The real obvious but silent elephant in the room is the look of the photograph. People praise full frame because they can put stuff out of focus in the backgrounds more easily and at a slightly steeper ramp than can people using APS-C sensored cameras and those APS-C guys can do the same in comparison to m4:3 shooters who can now brag that they have less depth of field than the new 1 inch shooters. But of course it's all unadulterated bullshit because anyone who knows the history of photography can plainly see that if the gold standard metric is narrow depth of field and a quicker ramp from sharp to lusciously blurred then that visual effect can be much, much better achieved by shooting with a full 6x6 cm or 6x7 cm camera. And ultimately can be achieved at the very, very edge of diminishing returns with an 8x10 camera and a long lens (which matches the angles of view of the smaller formats).

If it's the look that is vital and not the technical gobble-dee-goop then all these people jockeying for ultimate pro status would logically reject then small format cameras (including FF) and make a bee line for the big stuff. Yes, big digital (as in medium format) is expensive but I just saw dozens of Hasselblad film cameras advertised on KEH.com for around $1000 each. A medium format image is just a scan away....  And I know my local dealer still carries bricks of medium format Tri-X so I know someone is still uncompromising with their aesthetics.

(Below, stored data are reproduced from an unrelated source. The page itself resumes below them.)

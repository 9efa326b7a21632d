// SPDX-License-Identifier: BUSL-1.1
// Copyright (c) 2026 Alfred Jean LLC

use clap::Parser;
use tracing::error;

use quill::commands;
use quill::config::Cli;
use quill_session::ClientError;

#[tokio::main]
async fn main() {
    let cli = Cli::parse();

    if let Err(e) = cli.validate() {
        eprintln!("error: {e}");
        std::process::exit(2);
    }

    init_tracing(&cli);

    if let Err(e) = commands::run(cli).await {
        error!("fatal: {e:#}");
        match e.downcast_ref::<ClientError>() {
            Some(client_err) => eprintln!("error: {}", client_err.user_message()),
            None => eprintln!("error: {e:#}"),
        }
        std::process::exit(1);
    }
}

fn init_tracing(cli: &Cli) {
    use tracing_subscriber::fmt;
    use tracing_subscriber::EnvFilter;

    let filter = EnvFilter::try_new(&cli.log_level).unwrap_or_else(|_| EnvFilter::new("warn"));

    match cli.log_format.as_str() {
        "json" => {
            fmt::fmt().with_env_filter(filter).with_writer(std::io::stderr).json().init();
        }
        _ => {
            fmt::fmt().with_env_filter(filter).with_writer(std::io::stderr).init();
        }
    }
}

So to all the web experts who rise up and excoriate their professional brethren for shooting less than the holy grail of full ass 24x36mm I say "suck it up and get a bigger camera if your goals are imaging the way it was meant to be." And at the same time, by embracing the larger cameras they will ensure that their volatile clients will always have the actual, highest quality, future proofed formats at their disposals.

When I posted a blog two days ago about full frame cameras I was very clear about my particular expectations, I clearly stated that resolution or dynamic range were not a real consideration for me and that if I bought another full frame camera it would largely be to enjoy the "LOOK" of the format when compared to the smaller formats. There is no race here in my studio to see who can blow stuff up the biggest, the goal here is the LOOK. How does the focus slide off in the distance? How are the tonalities affected by the focal length AND the angle of view of the lenses we use? How do imagers respond to the out of focus areas.

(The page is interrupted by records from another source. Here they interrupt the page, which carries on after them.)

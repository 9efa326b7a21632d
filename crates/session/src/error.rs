// SPDX-License-Identifier: BUSL-1.1
// Copyright (c) 2026 Alfred Jean LLC

//! Client error taxonomy.

use std::sync::Arc;

use reqwest::StatusCode;
use thiserror::Error;

const CONNECTIVITY_MESSAGE: &str = "Cannot reach the API. Check your connection and try again.";
const BAD_CREDENTIALS_MESSAGE: &str = "Invalid email or password.";
const SESSION_EXPIRED_MESSAGE: &str = "Your session has expired. Please sign in again.";
const SERVER_MESSAGE: &str = "The server encountered an error.";
const GENERIC_MESSAGE: &str = "Something went wrong while contacting the API.";

/// Errors surfaced by the session layer.
#[derive(Debug, Error)]
pub enum ClientError {
    /// The request never produced an HTTP status (DNS, connect, timeout).
    #[error("network error: {0}")]
    Network(#[from] reqwest::Error),

    /// 401 that the session layer could not (or must not) recover.
    #[error("unauthorized: {0}")]
    Unauthorized(String),

    /// The token refresh itself failed; the session has been invalidated.
    #[error("token refresh failed: {0}")]
    RefreshFailed(#[source] Arc<ClientError>),

    #[error("forbidden: {0}")]
    Forbidden(String),

    #[error("not found: {0}")]
    NotFound(String),

    #[error("bad request: {0}")]
    BadRequest(String),

    /// Any other non-success status.
    #[error("server returned {status}: {message}")]
    Status { status: u16, message: String },

    /// The envelope reported `success: false`, even though HTTP succeeded.
    #[error("request rejected: {message}")]
    Rejected { message: String },

    #[error("invalid response body: {0}")]
    Decode(#[from] serde_json::Error),

    #[error("invalid configuration: {0}")]
    Configuration(String),
}

impl ClientError {
    /// Classify a non-success HTTP status.
    pub fn from_status(status: StatusCode, message: String) -> Self {
        match status.as_u16() {
            400 => Self::BadRequest(message),
            401 => Self::Unauthorized(message),
            403 => Self::Forbidden(message),
            404 => Self::NotFound(message),
            code => Self::Status { status: code, message },
        }
    }

    /// HTTP status carried by this error, if any.
    pub fn status(&self) -> Option<u16> {
        match self {
            Self::Unauthorized(_) => Some(401),
            Self::Forbidden(_) => Some(403),
            Self::NotFound(_) => Some(404),
            Self::BadRequest(_) => Some(400),
            Self::Status { status, .. } => Some(*status),
            Self::Network(e) => e.status().map(|s| s.as_u16()),
            Self::RefreshFailed(_)
            | Self::Rejected { .. }
            | Self::Decode(_)
            | Self::Configuration(_) => None,
        }
    }

    /// True when the caller should treat the user as signed out.
    pub fn is_auth_expired(&self) -> bool {
        matches!(self, Self::Unauthorized(_) | Self::RefreshFailed(_))
    }

    /// Message suitable for showing to an end user.
    ///
    /// A message supplied by the server wins over the generic text for the
    /// error's category.
    pub fn user_message(&self) -> String {
        match self {
            Self::Network(_) => CONNECTIVITY_MESSAGE.to_owned(),
            Self::RefreshFailed(_) => SESSION_EXPIRED_MESSAGE.to_owned(),
            Self::Rejected { message } | Self::Configuration(message) => message.clone(),
            Self::Decode(_) => GENERIC_MESSAGE.to_owned(),
            Self::Unauthorized(message)
            | Self::Forbidden(message)
            | Self::NotFound(message)
            | Self::BadRequest(message)
            | Self::Status { message, .. } => {
                let status = self.status().and_then(|s| StatusCode::from_u16(s).ok());
                if is_server_supplied(message, status) {
                    return message.clone();
                }
                match status.map(|s| s.as_u16()) {
                    Some(401) => BAD_CREDENTIALS_MESSAGE.to_owned(),
                    Some(500..=599) => SERVER_MESSAGE.to_owned(),
                    _ => GENERIC_MESSAGE.to_owned(),
                }
            }
        }
    }
}

/// Whether `message` came from the server rather than the status reason phrase.
fn is_server_supplied(message: &str, status: Option<StatusCode>) -> bool {
    if message.trim().is_empty() {
        return false;
    }
    match status.and_then(|s| s.canonical_reason()) {
        Some(reason) => message != reason,
        None => true,
    }
}

#[cfg(test)]
#[path = "error_tests.rs"]
mod tests;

If you are still measuring the success of a camera by how tightly the makers can pack pixels into a 24x36mm rectangle you may be missing the photographic art boat altogether.

In regard to pixel density and pixel size I've been reading some stuff from some more advanced photographers I follow who are interested in the visual effect and differentiated rendering of cameras with big sensors but small pixel counts. Cameras like the older Nikon D700 or the first Canon 1DS. They are seeing the imagers and lenses work together to create a different overall look than what they are able to achieve with the newer, denser cameras. The conversations started in response to some of Michael Reichmann's comments about the new Sony A7S camera with its "meager" 12 megapixels.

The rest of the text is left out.